→ **Exercise instructions**
Your task is to give the data again, exactly, with every line intact.

Top of Provided data

use chrono::{Datelike, NaiveDate, TimeDelta};

use crate::{Error, Result, types::WORKDAYS_PER_WEEK};

/// 循环日在周内的位置
#[derive(Debug, Clone, Copy, PartialEq, Eq)]
pub struct WeekPosition {
    /// 星期几，周一为 1，周五为 5
    pub weekday: u32,
    /// 之前经过的完整周数
    pub week_offset: u32,
}

/// 将从 1 开始的循环日映射为 (星期几, 周偏移)
pub fn week_info(day: u32) -> Result<WeekPosition> {
    if day == 0 {
        return Err(Error::Lookup("cycle day must start from 1".to_string()));
    }

    let week_offset = if day % WORKDAYS_PER_WEEK != 0 {
        day / WORKDAYS_PER_WEEK
    } else {
        day / WORKDAYS_PER_WEEK - 1
    };

    Ok(WeekPosition {
        weekday: day - week_offset * WORKDAYS_PER_WEEK,
        week_offset,
    })
}

/// 星期几转为 RRULE 中 BYDAY 的缩写
pub fn day_abbreviation(weekday: u32) -> Result<&'static str> {
    match weekday {
        1 => Ok("MO"),
        2 => Ok("TU"),
        3 => Ok("WE"),
        4 => Ok("TH"),
        5 => Ok("FR"),
        _ => Err(Error::Lookup(format!("Invalid day: {weekday}"))),
    }
}

/// 找到这一周的星期一
pub fn monday_of(date: NaiveDate) -> NaiveDate {
    let days_since_monday = date.weekday().num_days_from_monday();
    date - TimeDelta::days(i64::from(days_since_monday))
}

/// 循环日对应的具体日期
pub fn date_for_cycle_day(initial_monday: NaiveDate, day: u32) -> Result<NaiveDate> {
    let position = week_info(day)?;
    Ok(initial_monday
        + TimeDelta::weeks(i64::from(position.week_offset))
        + TimeDelta::days(i64::from(position.weekday - 1)))
}

/// 按纯日历推算某个日期处于循环中的第几天；周末返回 `None`
pub fn calendar_cycle_day(initial_monday: NaiveDate, cycle: u32, date: NaiveDate) -> Option<u32> {
    let weekday = date.weekday().num_days_from_monday();
    if weekday >= WORKDAYS_PER_WEEK || cycle == 0 {
        return None;
    }

    let weeks = (date - initial_monday).num_days().div_euclid(7);
    let week_in_cycle = u32::try_from(weeks.rem_euclid(i64::from(cycle))).ok()?;
    Some(week_in_cycle * WORKDAYS_PER_WEEK + weekday + 1)
}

Bottom of Provided data

→ **Result for this task**
use chrono::{Datelike, NaiveDate, TimeDelta};

use crate::{Error, Result, types::WORKDAYS_PER_WEEK};

/// 循环日在周内的位置
#[derive(Debug, Clone, Copy, PartialEq, Eq)]
pub struct WeekPosition {
    /// 星期几，周一为 1，周五为 5
    pub weekday: u32,
    /// 之前经过的完整周数
    pub week_offset: u32,
}

/// 将从 1 开始的循环日映射为 (星期几, 周偏移)
pub fn week_info(day: u32) -> Result<WeekPosition> {
    if day == 0 {
        return Err(Error::Lookup("cycle day must start from 1".to_string()));
    }

    let week_offset = if day % WORKDAYS_PER_WEEK != 0 {
        day / WORKDAYS_PER_WEEK
    } else {
        day / WORKDAYS_PER_WEEK - 1
    };

    Ok(WeekPosition {
        weekday: day - week_offset * WORKDAYS_PER_WEEK,
        week_offset,
    })
}

/// 星期几转为 RRULE 中 BYDAY 的缩写
pub fn day_abbreviation(weekday: u32) -> Result<&'static str> {
    match weekday {
        1 => Ok("MO"),
        2 => Ok("TU"),
        3 => Ok("WE"),
        4 => Ok("TH"),
        5 => Ok("FR"),
        _ => Err(Error::Lookup(format!("Invalid day: {weekday}"))),
    }
}

/// 找到这一周的星期一
pub fn monday_of(date: NaiveDate) -> NaiveDate {
    let days_since_monday = date.weekday().num_days_from_monday();
    date - TimeDelta::days(i64::from(days_since_monday))
}

/// 循环日对应的具体日期
pub fn date_for_cycle_day(initial_monday: NaiveDate, day: u32) -> Result<NaiveDate> {
    let position = week_info(day)?;
    Ok(initial_monday
        + TimeDelta::weeks(i64::from(position.week_offset))
        + TimeDelta::days(i64::from(position.weekday - 1)))
}

/// 按纯日历推算某个日期处于循环中的第几天；周末返回 `None`
pub fn calendar_cycle_day(initial_monday: NaiveDate, cycle: u32, date: NaiveDate) -> Option<u32> {
    let weekday = date.weekday().num_days_from_monday();
    if weekday >= WORKDAYS_PER_WEEK || cycle == 0 {
        return None;
    }

    let weeks = (date - initial_monday).num_days().div_euclid(7);
    let week_in_cycle = u32::try_from(weeks.rem_euclid(i64::from(cycle))).ok()?;
    Some(week_in_cycle * WORKDAYS_PER_WEEK + weekday + 1)
}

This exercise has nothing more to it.